Douglas A. McIntyre is the co-founder, chief executive officer and editor in chief of 24/7 Wall St. and 24/7 Tempo. He has held these jobs since 2006.

McIntyre has written thousands of articles for 24/7 Wall St. He is an expert on corporate finance, the automotive industry, media companies and international finance. He has edited articles on national demographics, sports, personal income and travel.

His work has been quoted or mentioned in The New York Times, The Wall Street Journal, Los Angeles Times, The Washington Post, NBC News, Time, The New Yorker, HuffPost USA Today, Business Insider, Yahoo, AOL, MarketWatch, The Atlantic, Bloomberg, New York Post, Chicago Tribune, Forbes, The Guardian and many other major publications. McIntyre has been a guest on CNBC, the BBC and television and radio stations across the country.

A magna cum laude graduate of Harvard College, McIntyre also was president of The Harvard Advocate. Founded in 1866, the Advocate is the oldest college publication in the United States.

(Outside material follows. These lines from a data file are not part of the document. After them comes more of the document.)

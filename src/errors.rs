//! Unified application error type.
//! All modules (db, core, cli, utils) return AppError to keep the error
//! handling consistent and easy to manage.

use std::io;
use thiserror::Error;

#[derive(Error, Debug)]
pub enum AppError {
    // ---------------------------
    // IO
    // ---------------------------
    #[error("I/O error: {0}")]
    Io(#[from] io::Error),

    // ---------------------------
    // Database-related
    // ---------------------------
    #[error("Database error: {0}")]
    Db(#[from] rusqlite::Error),

    #[error("Database migration error: {0}")]
    Migration(String),

    // ---------------------------
    // Parsing errors
    // ---------------------------
    #[error("Invalid date format: {0}")]
    InvalidDate(String),

    #[error("Invalid time format: {0}")]
    InvalidTime(String),

    #[error("Invalid hour: {0} (expected 0-23)")]
    InvalidHour(i64),

    #[error("Invalid assignment kind: {0}")]
    InvalidKind(String),

    #[error("Invalid role: {0}")]
    InvalidRole(String),

    // ---------------------------
    // Schedule / catalog errors
    // ---------------------------
    #[error("Invalid schedule: {0}")]
    InvalidSchedule(String),

    #[error("Schedule not found: {0}")]
    ScheduleNotFound(i64),

    #[error("Employee not found: {0}")]
    EmployeeNotFound(String),

    #[error("Task not found: {0}")]
    TaskNotFound(String),

    #[error("Client not found: {0}")]
    ClientNotFound(String),

    #[error("Duplicate id: {0}")]
    Duplicate(String),

    // ---------------------------
    // Attendance errors
    // ---------------------------
    #[error("Employee {0} has no sign-in record for {1}")]
    NotSignedIn(String, String),

    #[error("Employee {0} has no shift start; pass --scheduled HH:MM")]
    MissingShiftStart(String),

    // ---------------------------
    // Config errors
    // ---------------------------
    #[error("Configuration error: {0}")]
    Config(String),

    #[error("Failed to load configuration")]
    ConfigLoad,

    #[error("Failed to save configuration")]
    ConfigSave,

    // ---------------------------
    // Export errors
    // ---------------------------
    #[error("Export error: {0}")]
    Export(String),

    // ---------------------------
    // Generic fallback
    // ---------------------------
    #[error("Internal error: {0}")]
    Other(String),
}

impl From<csv::Error> for AppError {
    fn from(e: csv::Error) -> Self {
        AppError::Export(e.to_string())
    }
}

pub type AppResult<T> = Result<T, AppError>;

TheStreet.com, Comps.com and Edgar Online are some of the public companies for which McIntyre served on the board of directors. He was a Vicinity Corporation board member when the company was sold to Microsoft in 2002. He served on the audit committees of some of these companies.

McIntyre has been the CEO of FutureSource, a provider of trading terminals and news to commodities and futures traders. He was president of Switchboard, the online phone directory company. He served as chairman and CEO of On2 Technologies, the video compression company that provided video compression software for Adobe’s Flash. Google bought On2 in 2009.